Parmi les conseils juridiques dont l’État dispose, les directions des affaires juridiques des administrations centrales assistent les ministres au plus près de la conception et de la mise en œuvre de l’action ministérielle. Le plus souvent intégrées aux secrétariats généraux des ministères, elles exercent « une fonction de conseil, d’expertise et d’assistance » au profit des ministres, des administrations centrales et des services déconcentrés placés sous leur autorité ainsi que des établissements publics dont ils assurent la tutelle.

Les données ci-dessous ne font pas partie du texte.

//! # Lifecycle Events
//!
//! Every signal the host can deliver, and a single [`Interceptor::dispatch`]
//! entry point that never lets a handler failure escape unlogged.
//!
//! Push, notification-click, message and sync handling are thin
//! pass-throughs to the [`Host`](crate::host::Host).

use serde::{Deserialize, Serialize};
use tracing::{debug, error, info};

use crate::error::InterceptError;
use crate::http::{Request, Response};
use crate::interceptor::{FetchOutcome, Interceptor};

/// Sync tag acknowledged by the interceptor
pub const BACKGROUND_SYNC_TAG: &str = "background-sync";

/// Action id that opens the application from a notification
pub const ACTION_EXPLORE: &str = "explore";

/// Action id that only dismisses a notification
pub const ACTION_CLOSE: &str = "close";

/// A signal delivered by the host
#[derive(Debug)]
pub enum LifecycleEvent {
    Install,
    Activate,
    Fetch(Request),
    Sync { tag: String },
    Push { data: Option<String> },
    NotificationClick { action: Option<String> },
    Message(serde_json::Value),
    Error { message: String },
    UnhandledRejection { reason: String },
}

impl LifecycleEvent {
    pub fn name(&self) -> &'static str {
        match self {
            LifecycleEvent::Install => "install",
            LifecycleEvent::Activate => "activate",
            LifecycleEvent::Fetch(_) => "fetch",
            LifecycleEvent::Sync { .. } => "sync",
            LifecycleEvent::Push { .. } => "push",
            LifecycleEvent::NotificationClick { .. } => "notificationclick",
            LifecycleEvent::Message(_) => "message",
            LifecycleEvent::Error { .. } => "error",
            LifecycleEvent::UnhandledRejection { .. } => "unhandledrejection",
        }
    }
}

/// What came of dispatching an event
#[derive(Debug)]
pub enum EventOutcome {
    /// The event's work completed
    Handled,
    /// A fetch the interceptor chose not to handle
    Passthrough(Request),
    /// A fetch answered by the interceptor
    Respond(Response),
    /// The handler failed; the failure has been logged
    Failed(InterceptError),
}

/// Messages a client page can post to the interceptor
#[derive(Debug, Clone, PartialEq, Eq, Deserialize)]
#[serde(tag = "type")]
pub enum ClientMessage {
    /// Activate a waiting version immediately
    #[serde(rename = "SKIP_WAITING")]
    SkipWaiting,
}

/// A button shown on a notification
#[derive(Debug, Clone, PartialEq, Eq, Serialize)]
pub struct NotificationAction {
    pub action: String,
    pub title: String,
    pub icon: String,
}

/// Data attached to a push notification
#[derive(Debug, Clone, PartialEq, Eq, Serialize)]
#[serde(rename_all = "camelCase")]
pub struct NotificationData {
    /// Milliseconds since the epoch
    pub date_of_arrival: i64,
    pub primary_key: u32,
}

/// Everything the host needs to display a notification
#[derive(Debug, Clone, PartialEq, Eq, Serialize)]
pub struct NotificationOptions {
    pub body: String,
    pub icon: String,
    pub badge: String,
    pub vibrate: Vec<u32>,
    pub data: NotificationData,
    pub actions: Vec<NotificationAction>,
}

impl Interceptor {
    /// Route an event to its handler. Handler errors are logged and returned
    /// as [`EventOutcome::Failed`]; nothing panics.
    pub async fn dispatch(&self, event: LifecycleEvent) -> EventOutcome {
        let name = event.name();
        let result = match event {
            LifecycleEvent::Install => self.install().await.map(|_| EventOutcome::Handled),
            LifecycleEvent::Activate => self.activate().await.map(|_| EventOutcome::Handled),
            LifecycleEvent::Fetch(request) => self.handle_fetch(request).await.map(|outcome| match outcome {
                FetchOutcome::Passthrough(request) => EventOutcome::Passthrough(request),
                FetchOutcome::Respond(response) => EventOutcome::Respond(response),
            }),
            LifecycleEvent::Sync { tag } => {
                self.handle_sync(&tag);
                Ok(EventOutcome::Handled)
            }
            LifecycleEvent::Push { data } => {
                self.handle_push(data.as_deref()).await;
                Ok(EventOutcome::Handled)
            }
            LifecycleEvent::NotificationClick { action } => self
                .handle_notification_click(action.as_deref())
                .await
                .map(|_| EventOutcome::Handled),
            LifecycleEvent::Message(data) => {
                self.handle_message(&data).await;
                Ok(EventOutcome::Handled)
            }
            LifecycleEvent::Error { message } => {
                error!(error = %message, "Error occurred");
                Ok(EventOutcome::Handled)
            }
            LifecycleEvent::UnhandledRejection { reason } => {
                error!(reason = %reason, "Unhandled promise rejection");
                Ok(EventOutcome::Handled)
            }
        };

        result.unwrap_or_else(|e| {
            error!(event = name, error = %e, "Event handler failed");
            EventOutcome::Failed(e)
        })
    }

    /// Acknowledge a background sync. Returns whether the tag is known.
    pub fn handle_sync(&self, tag: &str) -> bool {
        info!(tag = %tag, "Background sync triggered");
        if tag == BACKGROUND_SYNC_TAG {
            debug!("Processing background sync");
            true
        } else {
            false
        }
    }

    /// Show a notification for a push message
    pub async fn handle_push(&self, data: Option<&str>) {
        info!("Push notification received");
        let options = self.notification_options(data);
        self.host().show_notification(self.config().app_name(), options).await;
    }

    /// Build the options for a push notification carrying `data`
    pub fn notification_options(&self, data: Option<&str>) -> NotificationOptions {
        let config = self.config().notification();
        let action = |id: &str, title: &str| NotificationAction {
            action: id.to_string(),
            title: title.to_string(),
            icon: config.icon.clone(),
        };

        NotificationOptions {
            body: data.map_or_else(|| config.default_body.clone(), str::to_string),
            icon: config.icon.clone(),
            badge: config.badge.clone(),
            vibrate: config.vibrate.clone(),
            data: NotificationData {
                date_of_arrival: chrono::Utc::now().timestamp_millis(),
                primary_key: 1,
            },
            actions: vec![
                action(ACTION_EXPLORE, &config.explore_title),
                action(ACTION_CLOSE, &config.close_title),
            ],
        }
    }

    /// Close the clicked notification and open the app for "explore"
    pub async fn handle_notification_click(&self, action: Option<&str>) -> Result<(), InterceptError> {
        info!(action = ?action, "Notification clicked");
        self.host().close_notification().await;

        if action == Some(ACTION_EXPLORE) {
            let target = self.config().scope().join(&self.config().notification().explore_target)?;
            self.host().open_window(target).await;
        }
        Ok(())
    }

    /// Handle a message posted by a client page. Returns the recognized
    /// message, if any.
    pub async fn handle_message(&self, data: &serde_json::Value) -> Option<ClientMessage> {
        info!(data = %data, "Message received");
        let message = ClientMessage::deserialize(data).ok()?;
        match message {
            ClientMessage::SkipWaiting => self.host().skip_waiting().await,
        }
        Some(message)
    }
}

Cette expertise juridique interne, accompagnant le quotidien des ministères, se trouve moins commentée que celle des conseils extérieurs auxquels l’État peut faire appel. À la lecture de leurs attributions, les directions des affaires juridiques apparaissent pourtant comme des acteurs incontournables de l’activité juridique ministérielle et gouvernementale. Les textes d’organisation des administrations centrales prévoient pêle-mêle qu’elles participent à l’élaboration des projets de textes réglementaires et législatifs et veillent à la qualité de la réglementation, qu’elles concourent aux travaux de codification, qu’elles représentent les ministres devant les juridictions, qu’elles assurent le suivi de la préparation des mesures d’application des lois et de transposition des directives, mais aussi qu’elles veillent à la diffusion des connaissances juridiques et contribuent au développement des compétences en la matière au sein des ministères…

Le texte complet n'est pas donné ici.